West Virginia advances bill to crack down on mail-order abortion pills – LifeSite
CHARLESTON (LifeSiteNews) — Legislation that would specifically criminalize actions to import or distribute abortion pills in West Virginia is currently making its way through the state legislature, in order to stop the abortion lobby’s mail-order business from undermining the state’s preborn protections.
Senate Bill 173 would forbid abortifacient drugs or chemicals from being “sen[t] by by courier, delivery, or mail service … to a person in the state of West Virginia”; placed “into the stream of commerce”; prescribed “regardless of whether the prescriber was in the state of West Virginia”; or otherwise disseminated “without a lawfully valid prescription.”
Physicians who break the law would lose their medical licenses, while non-physicians would face anywhere from three months to ten years in prison. Pregnant women themselves could not be prosecuted, but those fed abortion drugs against their will would also be able to bring civil actions against those responsible, as could her family members.
Most abortions are illegal in West Virginia under the Unborn Child Protection Act, which a federal court ruled last year includes abortion pills. But as long as abortion pills can be ordered over the internet from out-of-state suppliers and taken in complete privacy, abortions will remain possible for any West Virginia resident who wants one.
“A lot of these websites, we don’t know where they’re operating from,” explained Republican state Sen. Laura Wakim-Chapman. “Some of them are operating outside of the United States. We don’t know what kind of pills are coming into our state. They say they’re abortion pills, but we really don’t know what they are.”
“It was very shocking to me during testimony on two of the committees that there was a young man who used his actual name and was able to order these pills, underage, no parental consent and no medical exam, no indication that he was even pregnant,” Chapman added. “It’s very, kind of scary, to think that children are able to get these pills that could harm them.”

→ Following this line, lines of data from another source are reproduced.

impl Mesh {
    /// A mesh over `model` for the worker at `partition`.
    ///
    /// `source` is only checked against the model here; the source
    /// itself is placed by its own release. Attenuation is enabled from
    /// `config.attenuation` unless replaced by
    /// [`set_att_builder`](Self::set_att_builder).
    pub fn new(
        model: Arc<dyn ExodusModel>,
        nr_field: Arc<dyn NrField>,
        source: Location,
        config: &SolverConfig,
        partition: Partition,
    ) -> Result<Self, ConfigError> {
        config.validate()?;
        Ok(Self {
            model,
            nr_field,
            volumetric: Vec::new(),
            geometric: None,
            ocean: None,
            attenuation: config.attenuation.as_ref().map(AttenuationBuilder::new),
            table: None,
            source,
            config: config.clone(),
            partition,
            basis: GllBasis::new(),
            phase: MeshPhase::Defined,
            geometry: None,
            parts: None,
            dt: None,
        })
    }

    fn require(&self, phase: MeshPhase, operation: &'static str) -> Result<(), SolverError> {
        if self.phase == phase {
            Ok(())
        } else {
            Err(SolverError::InvalidState {
                operation,
                state: self.phase.as_str(),
            })
        }
    }

    // ── Providers ──────────────────────────────────────────────────

    /// Add a volumetric 3-D model. Perturbations of several models add.
    pub fn set_volumetric_3d(&mut self, model: Arc<dyn Volumetric3D>) -> Result<(), SolverError> {
        self.require(MeshPhase::Defined, "add a volumetric model")?;
        self.volumetric.push(model);
        Ok(())
    }

    /// Set the boundary topography.
    pub fn set_geometric_3d(&mut self, model: Arc<dyn Geometric3D>) -> Result<(), SolverError> {
        self.require(MeshPhase::Defined, "set the topography")?;
        self.geometric = Some(model);
        Ok(())
    }

    /// Set the ocean load.
    pub fn set_ocean_load_3d(&mut self, model: Arc<dyn OceanLoad3D>) -> Result<(), SolverError> {
        self.require(MeshPhase::Defined, "set the ocean load")?;
        self.ocean = Some(model);
        Ok(())
    }

    /// Replace (or with `None` disable) the attenuation builder.
    pub fn set_att_builder(
        &mut self,
        builder: Option<AttenuationBuilder>,
    ) -> Result<(), SolverError> {
        if matches!(self.phase, MeshPhase::Weighted | MeshPhase::Released) {
            return Err(SolverError::InvalidState {
                operation: "set the attenuation builder",
                state: self.phase.as_str(),
            });
        }
        self.attenuation = builder;
        Ok(())
    }

    // ── Build ──────────────────────────────────────────────────────

    /// Build geometry and topology.
    pub fn build_unweighted(&mut self) -> Result<(), SolverError> {
        self.require(MeshPhase::Defined, "build the unweighted mesh")?;
        let radius = self.model.outer_radius();
        let inner = self.model.radial_nodes().first().copied().unwrap_or(radius);
        let depth = self.source.depth;
        if !(depth.is_finite() && depth >= 0.0 && depth <= radius - inner) {
            return Err(ConfigError::SourceOutsideModel { depth, radius }.into());
        }
        let geometry = Geometry::build(&GeometryInput {
            model: self.model.as_ref(),
            nr_field: self.nr_field.as_ref(),
            geometric: self.geometric.as_deref(),
            basis: &self.basis,
            polar_cap: self.config.polar_cap_deg.to_radians(),
            partition: self.partition,
        })?;
        let (t0, t1) = (geometry.thetas[0], geometry.thetas[geometry.columns]);
        if !(self.source.theta >= t0 && self.source.theta <= t1) {
            return Err(ConfigError::InvalidParameter {
                key: "SOURCE_COLATITUDE".into(),
                reason: format!(
                    "{} rad lies outside the meshed band [{t0}, {t1}]",
                    self.source.theta
                ),
            }
            .into());
        }
        debug!(
            rank = self.partition.rank(),
            rows = geometry.rows,
            columns = geometry.columns,
            local_elements = geometry.local_elements().count(),
            solid_points = geometry.solid_points.len(),
            fluid_points = geometry.fluid_points.len(),
            "unweighted mesh built"
        );
        self.geometry = Some(geometry);
        self.phase = MeshPhase::Unweighted;
        Ok(())
    }

    fn geometry(&self, operation: &'static str) -> Result<&Geometry, SolverError> {
        self.geometry.as_ref().ok_or(SolverError::InvalidState {
            operation,
            state: self.phase.as_str(),
        })
    }

    fn providers(&self) -> Providers<'_> {
        Providers {
            model: self.model.as_ref(),
            volumetric: &self.volumetric,
            ocean: self.ocean.as_deref(),
            attenuation: self.table.as_ref(),
            basis: &self.basis,
        }
    }

    /// Largest element ring size of this worker.
    pub fn get_max_nr(&self) -> Result<usize, SolverError> {
        let geometry = self.geometry("query the ring size")?;
        Ok(geometry.local_elements().map(|g| g.nr).max().unwrap_or(1))
    }

    /// Stable time step of this worker's elements.
    ///
    /// The run uses the minimum over all workers.
    pub fn get_delta_t(&self) -> Result<f64, SolverError> {
        let geometry = self.geometry("compute the stable time step")?;
        Ok(weighted::stable_dt(
            geometry,
            &self.providers(),
            self.config.courant,
        ))
    }

    /// Build the operators for time step `dt`.
    pub fn build_weighted(&mut self, dt: f64) -> Result<(), SolverError> {
        self.require(MeshPhase::Unweighted, "build the weighted mesh")?;
        if !(dt.is_finite() && dt > 0.0) {
            return Err(ConfigError::InvalidParameter {
                key: "TIME_DELTA_T".into(),
                reason: format!("must be finite and positive, got {dt}"),
            }
            .into());
        }
        self.table = match &self.attenuation {
            Some(builder) => Some(builder.build(dt)?),
            None => None,
        };
        let geometry = self.geometry("build the weighted mesh")?;
        let parts = weighted::build_parts(geometry, &self.providers())?;
        debug!(
            rank = self.partition.rank(),
            elements = parts.elements.len(),
            coupling = parts.coupling.len(),
            solid_shared = parts.solid_exchange.shared_points(),
            fluid_shared = parts.fluid_exchange.shared_points(),
            dt,
            "weighted mesh built"
        );
        self.parts = Some(parts);
        self.dt = Some(dt);
        self.phase = MeshPhase::Weighted;
        Ok(())
    }

    /// Check every element operator. Expensive; never run implicitly.
    pub fn test(&self) -> Result<MeshReport, SolverError> {
        self.require(MeshPhase::Weighted, "test the mesh")?;
        let geometry = self.geometry("test the mesh")?;
        let elements = self.parts.as_ref().map_or(&[][..], |p| &p.elements[..]);
        let report = diagnostics::check(geometry, &self.providers(), elements)?;
        if let Some(dt) = self.dt {
            if dt > report.dt_bound {
                info!(
                    rank = self.partition.rank(),
                    dt,
                    dt_bound = report.dt_bound,
                    "time step exceeds the element eigenvalue bound"
                );
            }
        }
        Ok(report)
    }

    /// Move the operators into `domain`.
    pub fn release(&mut self, domain: &mut Domain) -> Result<(), SolverError> {
        self.require(MeshPhase::Weighted, "release the mesh")?;
        let parts = self.parts.take().ok_or(SolverError::InvalidState {
            operation: "release the mesh",
            state: "empty",
        })?;
        domain.attach_mesh(parts)?;
        self.phase = MeshPhase::Released;
        Ok(())
    }

    // ── Queries ────────────────────────────────────────────────────

    /// Current phase.
    pub fn phase(&self) -> MeshPhase {
        self.phase
    }

    /// Number of elements held, zero once released.
    pub fn element_count(&self) -> usize {
        self.parts.as_ref().map_or(0, |p| p.elements.len())
    }

    /// The elements held before release.
    pub fn elements(&self) -> &[Element] {
        self.parts.as_ref().map_or(&[][..], |p| &p.elements[..])
    }

    /// Time step of the weighted build.
    pub fn dt(&self) -> Option<f64> {
        self.dt
    }

    /// This worker's partition.
    pub fn partition(&self) -> Partition {
        self.partition
    }

    /// The GLL basis of the elements.
    pub fn basis(&self) -> &GllBasis {
        &self.basis
    }

    /// Outer radius of the model.
    pub fn outer_radius(&self) -> f64 {
        self.model.outer_radius()
    }

    /// The model.
    pub fn model(&self) -> &dyn ExodusModel {
        self.model.as_ref()
    }

    /// Location of the source the mesh was defined for.
    pub fn source_location(&self) -> Location {
        self.source
    }

    /// Element containing `(r, θ)` and the GLL point nearest to it.
    pub fn locate(&self, r: f64, theta: f64) -> Result<Located, SolverError> {
        let geometry = self.geometry("locate a point")?;
        let Some((index, xi, eta)) = geometry.containing(r, theta) else {
            let radius = geometry.outer_radius();
            if r >= geometry.radii[0] && r <= radius {
                return Err(ConfigError::InvalidParameter {
                    key: "COLATITUDE".into(),
                    reason: format!("{theta} rad lies outside the meshed band"),
                }
                .into());
            }
            return Err(ConfigError::SourceOutsideModel {
                depth: radius - r,
                radius,
            }
            .into());
        };
        let g = &geometry.elements[index];
        let nearest = |x: f64| {
            let mut best = 0;
            for (k, node) in self.basis.nodes.iter().enumerate() {
                if (node - x).abs() < (self.basis.nodes[best] - x).abs() {
                    best = k;
                }
            }
            best
        };
        let p = nearest(xi) * E + nearest(eta);
        Ok(Located {
            element: g.id,
            kind: g.kind,
            owner: g.owner,
            xi,
            eta,
            point: PointId(g.lattice[p]),
            point_polar: g.polar[p],
        })
    }

    /// Geometry and local numbering of element `id`.
    pub fn frame(&self, id: ElementId) -> Result<ElementFrame, SolverError> {
        let geometry = self.geometry("describe an element")?;
        let g = geometry
            .elements
            .get(id.0 as usize)
            .ok_or(ConfigError::InvalidModel {
                reason: format!("element {id} does not exist"),
            })?;
        let local: [Option<u32>; N] =
            std::array::from_fn(|p| geometry.local_index(g.lattice[p], g.kind));
        let orders: [usize; N] =
            std::array::from_fn(|p| geometry.point_orders(g.lattice[p], g.kind));
        Ok(ElementFrame {
            id: g.id,
            kind: g.kind,
            nr: g.nr,
            owner: g.owner,
            coords: g.coords,
            polar: g.polar,
            local,
            orders,
        })
    }

    /// Local index and carried orders of lattice point `point` of
    /// `kind`, if this worker holds it.
    pub fn local_point(&self, point: PointId, kind: ElementKind) -> Option<(u32, usize)> {
        let geometry = self.geometry.as_ref()?;
        let local = geometry.local_index(point.0, kind)?;
        Some((local, geometry.point_orders(point.0, kind)))
    }

    /// Ranks holding lattice point `point` of `kind`, ascending.
    pub fn holders(&self, point: PointId, kind: ElementKind) -> Vec<usize> {
        self.geometry
            .as_ref()
            .map(|g| g.holders(point.0, kind).to_vec())
            .unwrap_or_default()
    }

    /// Multi-line summary.
    pub fn verbose(&self) -> String {
        let mut out = format!(
            "mesh '{}' on worker {}/{} ({})\n",
            self.model.name(),
            self.partition.rank(),
            self.partition.size(),
            self.phase.as_str()
        );
        if let Some(g) = &self.geometry {
            let _ = writeln!(
                out,
                "  grid {} x {} elements, {} local\n  points: {} solid, {} fluid local",
                g.rows,
                g.columns,
                g.local_elements().count(),
                g.solid_points.len(),
                g.fluid_points.len()
            );
            let _ = writeln!(out, "  geometry memory {} bytes", g.memory_bytes());
        }
        let names: Vec<&str> = self.volumetric.iter().map(|v| v.name()).collect();
        let _ = writeln!(
            out,
            "  3-D: volumetric [{}], topography {}, ocean {}",
            names.join(", "),
            if self.geometric.is_some() { "on" } else { "off" },
            if self.ocean.is_some() { "on" } else { "off" }
        );
        match &self.table {
            Some(t) => {
                let _ = writeln!(out, "  attenuation: {} SLS", t.coefficients().len());
            }
            None => out.push_str("  attenuation: off\n"),
        }
        out
    }
}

SB 173 cleared the Senate Judiciary Committee last week, and now awaits a vote by the full state Senate. Republicans overwhelmingly control both chambers of West Virginia’s legislature, and Republican Gov. Patrick Morrisey is pro-life, so the bill should have little trouble becoming law.
However, enforcement is another matter. Pro-abortion states like California and New York are refusing to cooperate with pro-life states like Louisiana in their efforts to extradite abortionists over mailed abortion pills. Those disputes are currently working their way through the courts, and, in the meantime, the federal government shows little interest in establishing a national standard.
Since returning to office, President Donald Trump has taken a number of pro-life actions primarily in the area of taxpayer funding, but concern has brewed among pro-lifers ever since he declared (amid a broader effort to soften the Republican Party’s pro-life plank) that he would not enforce a federal law banning abortion pills from being dispensed by mail, continuing a Biden administration policy that undermines state pro-life laws.
Pro-lifers were given hope in May that the White House’s position might change when U.S. Health & Human Services Secretary Robert F. Kennedy Jr. (another formerly pro-abortion figure who “moderated” during his own presidential bid) promised last May a “complete review” of the medical risks of abortion pills, though no timetable have since been announced. But no conclusions have yet emerged, and some pro-life leaders have called for the firing of U.S. Food & Drug Administration Commissioner Marty Makary over reports he is intentionally “slow walking” the review, which Makary denies.
Planned Parenthood Federation of America’s most recent annual report revealed that, almost two years (as of April 2024) after the U.S. Supreme Court overturned Roe v. Wade and allowed direct abortion bans to be enforced for the first time in half a century, the nation’s largest abortion chain still operated almost 600 facilities nationwide, through which it committed 392,715 in the most recent reporting period. According to the Lozier Institute’s Prof. Michael New, that is a “record number of abortions for the organization and represents approximately 40 percent of the abortions performed in the United States.”